Vingt-six ans après le génocide des Tutsis au Rwanda, le journal en ligne Mediapart affirme avoir eu accès à un télégramme diplomatique français, datant du 15 juillet 1994, demandant aux militaires français de ne pas interpeller les autorités génocidaires dans la zone humanitaire qu’ils contrôlaient.
Que révèle ce télégramme diplomatique ?
Le télégramme diplomatique en question provient des archives du conseiller Afrique du président François Mitterrand, Bruno Delay. Des documents auxquels a eu accès le chercheur François Graner, grâce à une décision du Conseil d’État.
Selon Mediapart, tout commence par une demande de l’ambassadeur Yannick Gérard, alors représentant du Quai d’Orsay au Rwanda, en juillet 1994. Il souhaitait obtenir des instructions claires concernant l’attitude à tenir face à la présence de responsables génocidaires dans la « zone humanitaire sûre », contrôlée par les militaires français de l’opération Turquoise. Le diplomate estimait n’avoir « d’autre choix que de les arrêter ou de les mettre immédiatement en résidence surveillée ».
Mais selon le document révélé, ce dimanche, par Mediapart, le Quai d’Orsay, dirigé à l’époque par Alain Juppé, en aurait décidé autrement, préférant laisser partir les génocidaires. Dans la réponse adressée par télégramme le 15 juillet au seul ambassadeur, il lui serait en effet suggéré d’utiliser tous les canaux indirects pour transmettre à ces personnes le souhait de la France qu’elles quittent la zone humanitaire sûre. Ce câble diplomatique est signé de Bernard Emié, conseiller à l’époque d’Alain Juppé et aujourd’hui patron des services de renseignement extérieur français.
Pourquoi ce nouvel élément est-il important ?
Ce document est important parce que plus de 25 ans après les faits, plusieurs zones d’ombres subsistent sur le rôle présumé joué par la France dans ce génocide.
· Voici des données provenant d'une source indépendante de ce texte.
//! Metrics collection for the virtual clock

use serde::{Deserialize, Serialize};
use std::sync::atomic::{AtomicU64, Ordering};

/// Snapshot of counters collected by a clock
#[derive(Debug, Clone, Default, PartialEq, Eq, Serialize, Deserialize)]
pub struct ClockMetrics {
    /// Completed `tick` calls, nested ones included
    pub total_ticks: u64,

    /// Jobs created by schedule calls
    pub timers_scheduled: u64,

    /// Callback invocations, one per firing of a recurring job
    pub timers_fired: u64,

    /// Jobs removed by an explicit cancel
    pub timers_cancelled: u64,

    /// Callback invocations that returned an error
    pub callback_failures: u64,

    /// Most callbacks fired by a single `tick` call
    pub max_fires_per_tick: u64,

    /// Number of `reset` calls
    pub resets: u64,
}

/// Counter sink owned by one clock
#[derive(Debug, Default)]
pub struct MetricsCollector {
    total_ticks: AtomicU64,
    timers_scheduled: AtomicU64,
    timers_fired: AtomicU64,
    timers_cancelled: AtomicU64,
    callback_failures: AtomicU64,
    max_fires_per_tick: AtomicU64,
    resets: AtomicU64,
}

impl MetricsCollector {
    pub fn new() -> Self {
        Self::default()
    }

    pub fn record_scheduled(&self) {
        self.timers_scheduled.fetch_add(1, Ordering::Relaxed);
    }

    pub fn record_fired(&self) {
        self.timers_fired.fetch_add(1, Ordering::Relaxed);
    }

    pub fn record_cancelled(&self) {
        self.timers_cancelled.fetch_add(1, Ordering::Relaxed);
    }

    pub fn record_failure(&self) {
        self.callback_failures.fetch_add(1, Ordering::Relaxed);
    }

    pub fn record_reset(&self) {
        self.resets.fetch_add(1, Ordering::Relaxed);
    }

    /// Record a finished `tick` call and how many callbacks it fired
    pub fn record_tick(&self, fired: u64) {
        self.total_ticks.fetch_add(1, Ordering::Relaxed);
        self.max_fires_per_tick.fetch_max(fired, Ordering::Relaxed);
    }

    pub fn get_metrics(&self) -> ClockMetrics {
        ClockMetrics {
            total_ticks: self.total_ticks.load(Ordering::Relaxed),
            timers_scheduled: self.timers_scheduled.load(Ordering::Relaxed),
            timers_fired: self.timers_fired.load(Ordering::Relaxed),
            timers_cancelled: self.timers_cancelled.load(Ordering::Relaxed),
            callback_failures: self.callback_failures.load(Ordering::Relaxed),
            max_fires_per_tick: self.max_fires_per_tick.load(Ordering::Relaxed),
            resets: self.resets.load(Ordering::Relaxed),
        }
    }

    /// Reset all metrics
    pub fn reset(&self) {
        self.total_ticks.store(0, Ordering::Relaxed);
        self.timers_scheduled.store(0, Ordering::Relaxed);
        self.timers_fired.store(0, Ordering::Relaxed);
        self.timers_cancelled.store(0, Ordering::Relaxed);
        self.callback_failures.store(0, Ordering::Relaxed);
        self.max_fires_per_tick.store(0, Ordering::Relaxed);
        self.resets.store(0, Ordering::Relaxed);
    }
}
Pour Médiapart, la conclusion est limpide : « Il n’y a aujourd’hui pas de doute sur le fait que la France savait qui étaient les organisateurs et commanditaires du génocide, et où ils se trouvaient ». « C’est donc en toute connaissance de cause que le gouvernement et l’Élysée les ont laissés filer », conclut le site d’investigation en ligne.
Pour le journaliste Vincent Hugeux, ce document témoigne de l’univers « psychique dans lequel ont évolué les décideurs politiques et les acteurs militaires était pollué par [des] fantasmes géopolitiques archaïques ».
« Il y a un univers mental dans cette période de la « mitterrandie » : beaucoup pensent que ce qui se joue à ce moment-là au cœur de l’Afrique des Grands lacs, c’est un nouvel épisode de l’éternelle lutte d’influence entre les puissances anglo-saxonnes et le défunt pré-carré français », poursuit ce journaliste.« Beaucoup de militaires [de l’opération Turquoise] étaient persuadés qu’ils allaient mettre fin à une guerre conventionnelle entre les uns et les autres, et qu’au fond, analyse Vincent Hugeux, le Rwanda, était assailli par des envahisseurs pro-Américains, venus de l’Ouganda voisin ».
Quel impact ces révélations peuvent-elles avoir ?
Cela va permettre, en premier lieu, d’alimenter le travail des historiens qui suivent ce dossier. Suite à la décision du Conseil d’État, de déclassifier un certain nombre d’archives, plusieurs autres documents ont aussi été épluchés.
Le chercheur François Graner a par exemple pu, accéder à plusieurs autres télégrammes diplomatiques de l’ambassadeur Yannick Gérard. Notamment, à un télégramme qui date du 10 juillet 1994 et dans lequel le diplomate identifie clairement les auteurs du génocide.
Outre ces télégrammes, François Graner a eu accès à des archives qui montrent que le président par intérim de l’époque, soupçonné d’être un protagoniste du génocide, a eu un contact avec le général Christian Quesnot, qui était à l’époque le chef d’état-major du président de la République.
D’autres documents ont été déclassifiés l’année dernière et, pour le chercheur François Graner, cet ensemble constitue « la pièce écrite manquante, une pièce essentielle du puzzle » sur le rôle de la France au Rwanda. C’est donc toute une Histoire, qui « reste encore à écrire », comme le commente le journaliste Vincent Hugeux.
En second lieu, ce document pourrait-il rebattre les cartes dans l’enquête judiciaire en cours réclamée depuis des années par des survivants du génocide ? C’est l’avis du journaliste pour Médiapart, David Serveney, qui évoque « une épée de Damoclès » qui pèse sur les responsables politique français de l’époque. « Un document de cette nature pourrait permettre à des juristes d’incriminer les gens qui ont signé et donné l’ordre (…) et pourrait les conduire à répondre à la notion de complicité de génocide » indique David Serveney.